Speaker
Description
Multiple myeloma is a hematological malignancy that primarily impacts older individuals. Despite this, preclinical models often use younger animals that do not accurately represent the aged bone microenvironment in which the disease flourishes. Aging in the bone microenvironment is characterized by changes in bone structure, altered remodeling mechanisms, and increased cellular senescence. This work uses a hybrid agent-based model to capture these age-induced transformations in the bone microenvironment and assess their impact on multiple myeloma progression. Cell types involved in bone remodeling, such as osteoblasts, osteoclasts, and mesenchymal stem cells, are modeled alongside signaling of RANKL and bone-derived factors.

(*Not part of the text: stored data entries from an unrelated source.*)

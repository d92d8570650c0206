use std::ops::RangeInclusive;

use chrono::{Datelike, Local, NaiveDate};
use serde::{Deserialize, Serialize};

use crate::models::Category;

/// Named age bracket tables. The retreat has run with two different tables,
/// so the active one is chosen explicitly in configuration.
#[derive(Debug, Clone, Copy, PartialEq, Eq, Default, Serialize, Deserialize)]
#[serde(rename_all = "kebab-case")]
pub enum BracketProfile {
    /// Kids 8–12, Teens 13–18. Used for final review and persistence.
    #[default]
    Retreat,
    /// Kids 7–12, Teens 13–25. The wider window the sign-up form once accepted.
    Intake,
}

#[derive(Debug, Clone, PartialEq, Eq)]
pub struct CategoryBrackets {
    pub junior: RangeInclusive<u32>,
    pub senior: RangeInclusive<u32>,
}

impl BracketProfile {
    pub fn brackets(self) -> CategoryBrackets {
        match self {
            Self::Retreat => CategoryBrackets {
                junior: 8..=12,
                senior: 13..=18,
            },
            Self::Intake => CategoryBrackets {
                junior: 7..=12,
                senior: 13..=25,
            },
        }
    }
}

impl CategoryBrackets {
    pub fn min_age(&self) -> u32 {
        *self.junior.start().min(self.senior.start())
    }

    pub fn max_age(&self) -> u32 {
        *self.junior.end().max(self.senior.end())
    }

    pub fn is_eligible(&self, age: u32) -> bool {
        derive_category(age, self).is_some()
    }
}

/// Whole years between `date_of_birth` and `today`. Birthdays later in the
/// year than today do not count yet. Dates in the future yield `None`.
pub fn derive_age(date_of_birth: NaiveDate, today: NaiveDate) -> Option<u32> {
    let mut years = today.year() - date_of_birth.year();
    if (today.month(), today.day()) < (date_of_birth.month(), date_of_birth.day()) {
        years -= 1;
    }
    u32::try_from(years).ok()
}

/// Same as [`derive_age`] for raw form input; blank or unparseable input is `None`.
pub fn derive_age_str(date_of_birth: Option<&str>, today: NaiveDate) -> Option<u32> {
    let raw = date_of_birth?.trim();
    if raw.is_empty() {
        return None;
    }
    let parsed = NaiveDate::parse_from_str(raw, "%Y-%m-%d").ok()?;
    derive_age(parsed, today)
}

pub fn derive_category(age: u32, brackets: &CategoryBrackets) -> Option<Category> {
    if brackets.junior.contains(&age) {
        Some(Category::Junior)
    } else if brackets.senior.contains(&age) {
        Some(Category::Senior)
    } else {
        None
    }
}

pub fn today() -> NaiveDate {
    Local::now().date_naive()
}
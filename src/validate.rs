use std::sync::OnceLock;

use regex::Regex;
use thiserror::Error;

use crate::eligibility::CategoryBrackets;
use crate::error::ValidationErrors;
use crate::models::{GuardianContacts, MedicalCondition, ParticipantRecord};

#[derive(Error, Debug, Clone, PartialEq, Eq)]
pub enum ValidationIssue {
    #[error("there is nobody to register")]
    EmptySubmission,
    #[error("participant name is required")]
    MissingName,
    #[error("date of birth is required")]
    MissingDateOfBirth,
    #[error("age is missing")]
    MissingAge,
    #[error("age {age} is outside the eligible window {min}-{max}")]
    AgeOutOfRange { age: u32, min: u32, max: u32 },
    #[error("no category for this age")]
    MissingCategory,
    #[error("a primary contact number is required")]
    MissingPrimaryContact,
    #[error("{field} is not a valid phone number")]
    InvalidPhone { field: &'static str },
    #[error("guardian email is not a valid address")]
    InvalidEmail,
    #[error("describe the 'Other' medical condition")]
    MissingOtherConditionNote,
    #[error("'N/A' cannot be combined with other medical conditions")]
    NotApplicableWithOthers,
    #[error("parental agreement must be accepted")]
    MissingConsent,
}

fn email_pattern() -> &'static Regex {
    static PATTERN: OnceLock<Regex> = OnceLock::new();
    PATTERN.get_or_init(|| {
        Regex::new(r"^[a-z0-9._%+-]+@[a-z0-9.-]+\.[a-z]{2,}$").expect("Invalid email pattern")
    })
}

fn guardian_phone_pattern() -> &'static Regex {
    static PATTERN: OnceLock<Regex> = OnceLock::new();
    PATTERN.get_or_init(|| Regex::new(r"^\+?\d{7,15}$").expect("Invalid phone pattern"))
}

fn sibling_phone_pattern() -> &'static Regex {
    static PATTERN: OnceLock<Regex> = OnceLock::new();
    PATTERN.get_or_init(|| Regex::new(r"^\d{8,10}$").expect("Invalid phone pattern"))
}

impl GuardianContacts {
    /// The number the coordinators call first: the explicit primary contact,
    /// else the father's mobile, else the mother's.
    pub fn primary_contact(&self) -> Option<&str> {
        [
            &self.primary_contact_number,
            &self.father_mobile,
            &self.mother_mobile,
        ]
        .into_iter()
        .map(|number| number.trim())
        .find(|number| !number.is_empty())
    }
}

/// Collects every problem with one participant. Primary participants carry
/// the guardian details and consent for the whole family, so they are held to
/// the stricter rules.
pub fn validate(
    record: &ParticipantRecord,
    is_primary: bool,
    brackets: &CategoryBrackets,
) -> Result<(), Vec<ValidationIssue>> {
    let mut issues = Vec::new();

    if record.participant_name.trim().is_empty() {
        issues.push(ValidationIssue::MissingName);
    }

    match record.age {
        None => issues.push(ValidationIssue::MissingAge),
        Some(age) if !brackets.is_eligible(age) => issues.push(ValidationIssue::AgeOutOfRange {
            age,
            min: brackets.min_age(),
            max: brackets.max_age(),
        }),
        Some(_) => {}
    }

    if record.category.is_none() {
        issues.push(ValidationIssue::MissingCategory);
    }

    let medical = &record.medical;
    if medical.has(MedicalCondition::NotApplicable) && medical.conditions.len() > 1 {
        issues.push(ValidationIssue::NotApplicableWithOthers);
    }
    if medical.has(MedicalCondition::Other) && medical.other_condition.trim().is_empty() {
        issues.push(ValidationIssue::MissingOtherConditionNote);
    }

    if let Some(contact) = record.contact_number.as_deref().map(str::trim) {
        if !contact.is_empty() && !sibling_phone_pattern().is_match(contact) {
            issues.push(ValidationIssue::InvalidPhone {
                field: "contact number",
            });
        }
    }

    if is_primary {
        if record.date_of_birth.is_none() {
            issues.push(ValidationIssue::MissingDateOfBirth);
        }
        check_guardian(&record.guardian, &mut issues);
        if !record.parent_agreement {
            issues.push(ValidationIssue::MissingConsent);
        }
    }

    if issues.is_empty() {
        Ok(())
    } else {
        Err(issues)
    }
}

fn check_guardian(guardian: &GuardianContacts, issues: &mut Vec<ValidationIssue>) {
    match guardian.primary_contact() {
        None => issues.push(ValidationIssue::MissingPrimaryContact),
        Some(number) if !guardian_phone_pattern().is_match(number) => {
            issues.push(ValidationIssue::InvalidPhone {
                field: "primary contact number",
            });
        }
        Some(_) => {}
    }

    for (field, number) in [
        ("father's mobile", &guardian.father_mobile),
        ("mother's mobile", &guardian.mother_mobile),
    ] {
        let number = number.trim();
        if !number.is_empty() && !guardian_phone_pattern().is_match(number) {
            issues.push(ValidationIssue::InvalidPhone { field });
        }
    }

    let email = guardian.email.trim();
    if !email.is_empty() && !email_pattern().is_match(&email.to_ascii_lowercase()) {
        issues.push(ValidationIssue::InvalidEmail);
    }
}

pub fn is_valid(record: &ParticipantRecord, is_primary: bool, brackets: &CategoryBrackets) -> bool {
    validate(record, is_primary, brackets).is_ok()
}

/// Validates a whole submission; the first record is the primary participant.
/// Either every record passes or every issue is reported.
pub fn validate_batch(
    records: &[ParticipantRecord],
    brackets: &CategoryBrackets,
) -> Result<(), ValidationErrors> {
    let mut errors = ValidationErrors::default();
    if records.is_empty() {
        errors.issues.push((0, ValidationIssue::EmptySubmission));
    }
    for (index, record) in records.iter().enumerate() {
        if let Err(issues) = validate(record, index == 0, brackets) {
            errors
                .issues
                .extend(issues.into_iter().map(|issue| (index, issue)));
        }
    }

    if errors.is_empty() {
        Ok(())
    } else {
        Err(errors)
    }
}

The model is parameterized with data from aged tumor-naive and 5TGM1-inoculated C57BL/KaLwRij mice representative of the average age of a myeloma patient. We first modify the simulated bone microenvironment to reflect homeostatic bone remodeling and trabecular bone architecture in an aged disease-free patient. Next, we introduce multiple myeloma cells to assess disease progression in the aged simulated microenvironment. We model the impact of zoledronate, a bisphosphonate used in the standard of care regimen for multiple myeloma, on aged bone remodeling, tumor burden, and the development of environment-mediated drug resistance. This work emphasizes the importance of accounting for age-dependent changes in parameters in computational models.